■ EXERCISE ■
Search the entries for lines that contain the word "VennAbersInterval", and report each one found.

■ PROVIDED ENTRIES ■

//! Cross Venn-ABERS predictor
//!
//! One binary classifier per split, each with a Venn-ABERS calibrator fit on the
//! margin of the positive decision score over the negative one. The per-split
//! probability pairs are merged with geometric means into a single probability of
//! the positive label.
use crate::calibration::venn_abers::{VennAbersCalibrator, VennAbersInterval};
use crate::conformal::ensemble::{train_one, Ensemble};
use crate::conformal::StateIO;
use crate::context::Context;
use crate::data::{class_label, Dataset, FeatureVector};
use crate::errors::ConformalError;
use crate::model::Classifier;
use crate::sampler::{SampleMethod, Sampler, TrainSplit};
use crate::utils::{geometric_mean, mean};
use serde::{Deserialize, Serialize};
use std::collections::BTreeMap;

const NAME: &str = "CvapPredictor";

fn default_sampler() -> SampleMethod {
    SampleMethod::default()
}
fn default_min_successful_models() -> Option<usize> {
    None
}

/// Configuration of a [`CvapPredictor`].
#[derive(Serialize, Deserialize, Clone, Debug, PartialEq)]
pub struct CvapConfig {
    #[serde(default = "default_sampler")]
    pub sampler: SampleMethod,
    /// Fewest sub-models that must train for `train` to succeed, `None` for a strict majority.
    #[serde(default = "default_min_successful_models")]
    pub min_successful_models: Option<usize>,
}

impl Default for CvapConfig {
    fn default() -> Self {
        CvapConfig {
            sampler: default_sampler(),
            min_successful_models: default_min_successful_models(),
        }
    }
}

impl CvapConfig {
    /// Set the sampler.
    /// * `sampler` - Strategy producing the proper-training / calibration splits.
    pub fn set_sampler(mut self, sampler: SampleMethod) -> Self {
        self.sampler = sampler;
        self
    }

    /// Set the minimum number of successfully trained sub-models.
    /// * `min_successful_models` - `None` requires a strict majority of the splits.
    pub fn set_min_successful_models(mut self, min_successful_models: Option<usize>) -> Self {
        self.min_successful_models = min_successful_models;
        self
    }

    pub fn validate(&self) -> Result<(), ConformalError> {
        self.sampler.validate()?;
        let n = self.sampler.num_samples();
        match self.min_successful_models {
            Some(m) if m == 0 || m > n => Err(ConformalError::InvalidParameter(
                "min_successful_models".to_string(),
                format!("value within 1 and {}", n),
                m.to_string(),
            )),
            _ => Ok(()),
        }
    }
}

impl StateIO for CvapConfig {}

/// Calibrated probabilities of one example.
#[derive(Serialize, Deserialize, Clone, Debug, PartialEq)]
pub struct CvapPrediction {
    /// Probability of each of the two labels, summing to one.
    pub probabilities: BTreeMap<i32, f64>,
    /// Mean lower probability of the positive label over the sub-models.
    pub p0: f64,
    /// Mean upper probability of the positive label over the sub-models.
    pub p1: f64,
    /// Probability pair of every trained sub-model.
    pub intervals: Vec<VennAbersInterval>,
}

/// Calibrator state of a [`CvapPredictor`], one entry per split.
#[derive(Serialize, Deserialize, Clone, Debug, PartialEq)]
pub struct CvapState {
    pub negative: i32,
    pub positive: i32,
    pub calibrators: Vec<Option<VennAbersCalibrator>>,
}

impl StateIO for CvapState {}

#[derive(Debug)]
struct CvapSlot<C> {
    model: C,
    calibrator: VennAbersCalibrator,
}

/// Cross Venn-ABERS predictor over a binary classifier.
#[derive(Debug)]
pub struct CvapPredictor<C: Classifier> {
    pub cfg: CvapConfig,
    prototype: C,
    // (negative, positive)
    labels: Option<(i32, i32)>,
    ensemble: Ensemble<CvapSlot<C>>,
}

/// Margin of the positive label over the best other label, increasing with the
/// evidence for the positive class.
fn positive_score<C: Classifier>(model: &C, features: &FeatureVector, positive: i32) -> Result<f64, ConformalError> {
    let scores = model.predict_scores(features)?;
    let own = *scores.get(&positive).ok_or_else(|| {
        ConformalError::DataValidation(format!("{} produced no score for label {}", model.name(), positive))
    })?;
    let best_other = scores
        .iter()
        .filter(|(l, _)| **l != positive)
        .map(|(_, s)| *s)
        .reduce(f64::max)
        .ok_or_else(|| {
            ConformalError::DataValidation(format!("{} produced a score for a single label", model.name()))
        })?;
    let score = own - best_other;
    if !score.is_finite() {
        return Err(ConformalError::NonFiniteScore(score));
    }
    Ok(score)
}

fn fit_slot<C: Classifier>(prototype: &C, split: TrainSplit, positive: i32) -> Result<CvapSlot<C>, ConformalError> {
    let mut model = prototype.clone_untrained();
    model.fit(&split.proper_training)?;
    let mut scores = Vec::with_capacity(split.calibration.len());
    let mut labels = Vec::with_capacity(split.calibration.len());
    for r in &split.calibration {
        scores.push(positive_score(&model, &r.features, positive)?);
        labels.push(class_label(r.label)? == positive);
    }
    if labels.iter().all(|l| *l) || labels.iter().all(|l| !*l) {
        return Err(ConformalError::DataValidation(
            "the calibration set holds a single class".to_string(),
        ));
    }
    let calibrator = VennAbersCalibrator::fit_labels(&scores, &labels)?;
    Ok(CvapSlot { model, calibrator })
}

fn binary_labels(dataset: &Dataset) -> Result<(i32, i32), ConformalError> {
    dataset.validate()?;
    let labels: Vec<i32> = dataset.class_labels()?.into_iter().collect();
    match labels.as_slice() {
        [negative, positive] => Ok((*negative, *positive)),
        _ => Err(ConformalError::DataValidation(format!(
            "Venn-ABERS needs exactly two labels, found {}",
            labels.len()
        ))),
    }
}

impl<C: Classifier> CvapPredictor<C> {
    pub fn new(prototype: C, cfg: CvapConfig) -> Result<Self, ConformalError> {
        cfg.validate()?;
        Ok(CvapPredictor {
            cfg,
            prototype,
            labels: None,
            ensemble: Ensemble::default(),
        })
    }

    pub fn num_models(&self) -> usize {
        self.cfg.sampler.num_samples()
    }

    pub fn is_trained(&self) -> bool {
        self.ensemble.len() == self.num_models() && self.ensemble.is_complete()
    }

    pub fn is_partially_trained(&self) -> bool {
        self.ensemble.is_partial()
    }

    /// `(negative, positive)` labels, the positive label being the larger one.
    pub fn labels(&self) -> Option<(i32, i32)> {
        self.labels
    }

    /// Train every sub-model, replacing any earlier training.
    pub fn train(&mut self, dataset: &Dataset, ctx: &Context) -> Result<(), ConformalError> {
        self.ensemble = Ensemble::default();
        self.labels = None;
        let (negative, positive) = binary_labels(dataset)?;
        let required = self
            .cfg
            .min_successful_models
            .unwrap_or(self.num_models() / 2 + 1);
        let prototype = &self.prototype;
        self.ensemble = Ensemble::train(&self.cfg.sampler, dataset, ctx, required, NAME, |_, split| {
            fit_slot(prototype, split, positive)
        })?;
        self.labels = Some((negative, positive));
        Ok(())
    }

    /// Train only sub-model `index`, keeping the others.
    pub fn train_index(&mut self, dataset: &Dataset, index: usize, ctx: &Context) -> Result<(), ConformalError> {
        let labels = binary_labels(dataset)?;
        if self.ensemble.is_partial() && self.labels != Some(labels) {
            return Err(ConformalError::DataValidation(
                "the label space differs from the one the other sub-models were trained on".to_string(),
            ));
        }
        let slot = train_one(&self.cfg.sampler, dataset, ctx, index, |_, split| {
            fit_slot(&self.prototype, split, labels.1)
        })?;
        self.ensemble.resize(self.num_models());
        self.ensemble.set(index, slot)?;
        self.labels = Some(labels);
        Ok(())
    }

    pub fn predict(&self, features: &FeatureVector) -> Result<CvapPrediction, ConformalError> {
        let (negative, positive) = match self.labels {
            Some(labels) if self.is_partially_trained() => labels,
            _ => return Err(ConformalError::NotTrained(NAME.to_string())),
        };
        let intervals = self
            .ensemble
            .trained()
            .map(|slot| {
                let score = positive_score(&slot.model, features, positive)?;
                slot.calibrator.predict(score)
            })
            .collect::<Result<Vec<VennAbersInterval>, ConformalError>>()?;

        let not_trained = || ConformalError::NotTrained(NAME.to_string());
        let p0s: Vec<f64> = intervals.iter().map(|i| i.p0).collect();
        let p1s: Vec<f64> = intervals.iter().map(|i| i.p1).collect();
        let complements: Vec<f64> = p0s.iter().map(|p| 1.0 - p).collect();
        let gm1 = geometric_mean(&p1s).ok_or_else(not_trained)?;
        let gm0 = geometric_mean(&complements).ok_or_else(not_trained)?;
        // Both means vanish only when the sub-models disagree completely.
        let p = if gm0 + gm1 > 0.0 {
            gm1 / (gm0 + gm1)
        } else {
            let singles: Vec<f64> = intervals.iter().map(|i| i.probability()).collect();
            mean(&singles).ok_or_else(not_trained)?
        };

        let mut probabilities = BTreeMap::new();
        probabilities.insert(negative, 1.0 - p);
        probabilities.insert(positive, p);
        Ok(CvapPrediction {
            probabilities,
            p0: mean(&p0s).ok_or_else(not_trained)?,
            p1: mean(&p1s).ok_or_else(not_trained)?,
            intervals,
        })
    }

    pub fn export_state(&self) -> Result<CvapState, ConformalError> {
        let (negative, positive) = match self.labels {
            Some(labels) if self.is_partially_trained() => labels,
            _ => return Err(ConformalError::NotTrained(NAME.to_string())),
        };
        Ok(CvapState {
            negative,
            positive,
            calibrators: self
                .ensemble
                .slots()
                .iter()
                .map(|s| s.as_ref().map(|slot| slot.calibrator.clone()))
                .collect(),
        })
    }
}

#[cfg(test)]
mod tests {
    use super::*;
    use crate::data::DataRecord;
    use crate::models::NearestCentroid;
    use crate::sampler::{FoldedSampler, RandomSampler};

    fn overlapping() -> Dataset {
        Dataset::new(
            (0..80)
                .map(|i| {
                    let label = i % 2;
                    let x = label as f64 * 1.5 + ((i * 17) % 13) as f64 / 13.0 * 2.0;
                    DataRecord::new(label as f64, FeatureVector::dense(vec![x]))
                })
                .collect(),
        )
    }

    fn cvap() -> CvapPredictor<NearestCentroid> {
        let cfg = CvapConfig::default().set_sampler(SampleMethod::Folded(FoldedSampler::new(4, true)));
        CvapPredictor::new(NearestCentroid::new(), cfg).unwrap()
    }

    #[test]
    fn test_probabilities_sum_to_one() {
        let mut cvap = cvap();
        cvap.train(&overlapping(), &Context::new(6)).unwrap();
        assert!(cvap.is_trained());
        assert_eq!(cvap.labels(), Some((0, 1)));
        for x in [-1.0, 0.5, 1.7, 2.5, 5.0] {
            let p = cvap.predict(&FeatureVector::dense(vec![x])).unwrap();
            let total: f64 = p.probabilities.values().sum();
            assert!((total - 1.0).abs() < 1e-6);
            assert!(p.probabilities.values().all(|v| (0.0..=1.0).contains(v)));
            assert!(p.p0 <= p.p1);
            assert_eq!(p.intervals.len(), 4);
        }
        let low = cvap.predict(&FeatureVector::dense(vec![-1.0])).unwrap();
        let high = cvap.predict(&FeatureVector::dense(vec![5.0])).unwrap();
        assert!(high.probabilities[&1] > low.probabilities[&1]);
    }

    #[test]
    fn test_probability_follows_the_margin() {
        let mut cvap = cvap();
        cvap.train(&overlapping(), &Context::new(6)).unwrap();
        let probabilities: Vec<f64> = [-3.0, -1.0, 0.5, 1.25, 2.0, 3.5, 5.0, 8.0]
            .iter()
            .map(|x| cvap.predict(&FeatureVector::dense(vec![*x])).unwrap().probabilities[&1])
            .collect();
        assert!(probabilities.windows(2).all(|w| w[0] <= w[1] + 1e-12), "{:?}", probabilities);
        assert!(probabilities[7] > probabilities[0]);
        let far = cvap.predict(&FeatureVector::dense(vec![-3.0])).unwrap();
        assert!(far.intervals.iter().all(|i| i.p0.is_sign_positive()));
    }

    #[test]
    fn test_rejects_non_binary() {
        let mut cvap = cvap();
        let ds = Dataset::new(
            (0..30)
                .map(|i| DataRecord::new((i % 3) as f64, FeatureVector::dense(vec![i as f64])))
                .collect(),
        );
        assert!(cvap.train(&ds, &Context::default()).unwrap_err().is_data());
        assert!(cvap.predict(&FeatureVector::dense(vec![1.0])).is_err());
    }

    #[test]
    fn test_single_class_calibration_fails_sub_model() {
        // Only one positive record: at most one calibration set can see it.
        let mut records: Vec<DataRecord> = (0..20)
            .map(|i| DataRecord::new(0.0, FeatureVector::dense(vec![i as f64])))
            .collect();
        records.push(DataRecord::new(1.0, FeatureVector::dense(vec![30.0])));
        let cfg = CvapConfig::default()
            .set_sampler(SampleMethod::Random(RandomSampler::new(4, 0.2, false)))
            .set_min_successful_models(Some(4));
        let mut cvap = CvapPredictor::new(NearestCentroid::new(), cfg).unwrap();
        let err = cvap.train(&Dataset::new(records), &Context::default()).unwrap_err();
        assert!(matches!(err, ConformalError::InsufficientModels { .. }));
        assert!(!cvap.is_partially_trained());
    }

    #[test]
    fn test_state_export() {
        let mut cvap = cvap();
        cvap.train_index(&overlapping(), 1, &Context::new(2)).unwrap();
        let state = cvap.export_state().unwrap();
        assert_eq!(state.calibrators.len(), 4);
        assert!(state.calibrators[1].is_some());
        assert_eq!(CvapState::from_json(&state.json_dump().unwrap()).unwrap(), state);
    }
}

■ EXERCISE RESULT ■
use crate::calibration::venn_abers::{VennAbersCalibrator, VennAbersInterval};
    pub intervals: Vec<VennAbersInterval>,
            .collect::<Result<Vec<VennAbersInterval>, ConformalError>>()?;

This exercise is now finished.